Nelson had a more tightly linked web. He wanted to keep track of who links to whom automatically. Doing this today is the preserve of big operations such as Google (who count links to rank search results) or the Web of Science (who count citations to rank articles and journals - note that I'm using the web and the citation network pretty much interchangeably in this post). Because citation tracking isn't built into the web, you need create this feature, and that costs money (and hence nobody provides access to citation data for free).

In the current web, stuff (content) is either given away for "free" (or simply copied and pasted as if it was free), or locked behind paywalls. Free, of course, is never free. We are either handing over data, being the targets of advertising (better targeted the more data we hand over), or we pay for freedom directly (e.g., open access publication fees in the case of scientific articles). Alternatively, we have the paywalls well know to academics, where much of the world's knowledge is held behind expensive paywalls (in part because publishers need some way to make money, and there's little middle ground between free and expensive).

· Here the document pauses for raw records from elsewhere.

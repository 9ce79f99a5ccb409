//! Client configuration.

use std::path::PathBuf;

use chrono::Duration;

/// Environment variable overriding the rendered job-script directory.
pub const SCRIPT_DIR_ENV: &str = "BATCHQ_SCRIPT_DIR";

/// Configuration shared by every scheduler adapter.
#[derive(Debug, Clone)]
pub struct ClientConfig {
    /// Directory where rendered job scripts are written.
    pub script_dir: PathBuf,

    /// Age after which a rendered job script becomes eligible for cleanup.
    /// `None` disables age-based expiry (forced sweeps still apply).
    pub script_expiry: Option<Duration>,
}

impl Default for ClientConfig {
    fn default() -> Self {
        Self {
            script_dir: default_script_dir(),
            script_expiry: Some(Duration::hours(1)),
        }
    }
}

impl ClientConfig {
    /// Set the rendered job-script directory.
    pub fn with_script_dir(mut self, dir: impl Into<PathBuf>) -> Self {
        self.script_dir = dir.into();
        self
    }

    /// Set (or disable, with `None`) the job-script expiry window.
    pub fn with_script_expiry(mut self, expiry: Option<Duration>) -> Self {
        self.script_expiry = expiry;
        self
    }
}

/// Default location for rendered job scripts.
///
/// `$BATCHQ_SCRIPT_DIR` wins; otherwise `~/.batchq/job_scripts`.
fn default_script_dir() -> PathBuf {
    std::env::var(SCRIPT_DIR_ENV)
        .map(PathBuf::from)
        .unwrap_or_else(|_| {
            dirs::home_dir()
                .unwrap_or_else(|| PathBuf::from("."))
                .join(".batchq")
                .join("job_scripts")
        })
}

#[cfg(test)]
mod tests {
    use super::*;

    #[test]
    fn test_default_expiry_is_one_hour() {
        let config = ClientConfig::default();
        assert_eq!(config.script_expiry, Some(Duration::hours(1)));
    }

    #[test]
    fn test_builder_methods() {
        let config = ClientConfig::default()
            .with_script_dir("/tmp/scripts")
            .with_script_expiry(None);
        assert_eq!(config.script_dir, PathBuf::from("/tmp/scripts"));
        assert_eq!(config.script_expiry, None);
    }
}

Nelson's model envisaged micropayments, where content creators would get small payments every time their content was used. Under the transclusion model, only small bits of your content might be used (in the context of a scientific paper, imagine just a single fact or statement was used). You didn't get everything for free (that would destroy the incentive to create), but nor was everything locked up behind prohibitively expensive paywalls. Nelson's model never took off, in part I suspect because there was simply no way to (a) track who was using the content, and (b) collect micropayments.

What is interesting is that Bitcoin seems to deal with the micropayments issue, and the HTTPA protocol (which uses much the same idea as Bitcoin to keep an audit trail of who has accessed and used data) may provide a mechanism to track usage. How is this going to change the current web? Might there be ways to use these ideas to reimagine academic publishing, which at the moment seems caught between steep open access fees or expensive journal subscriptions?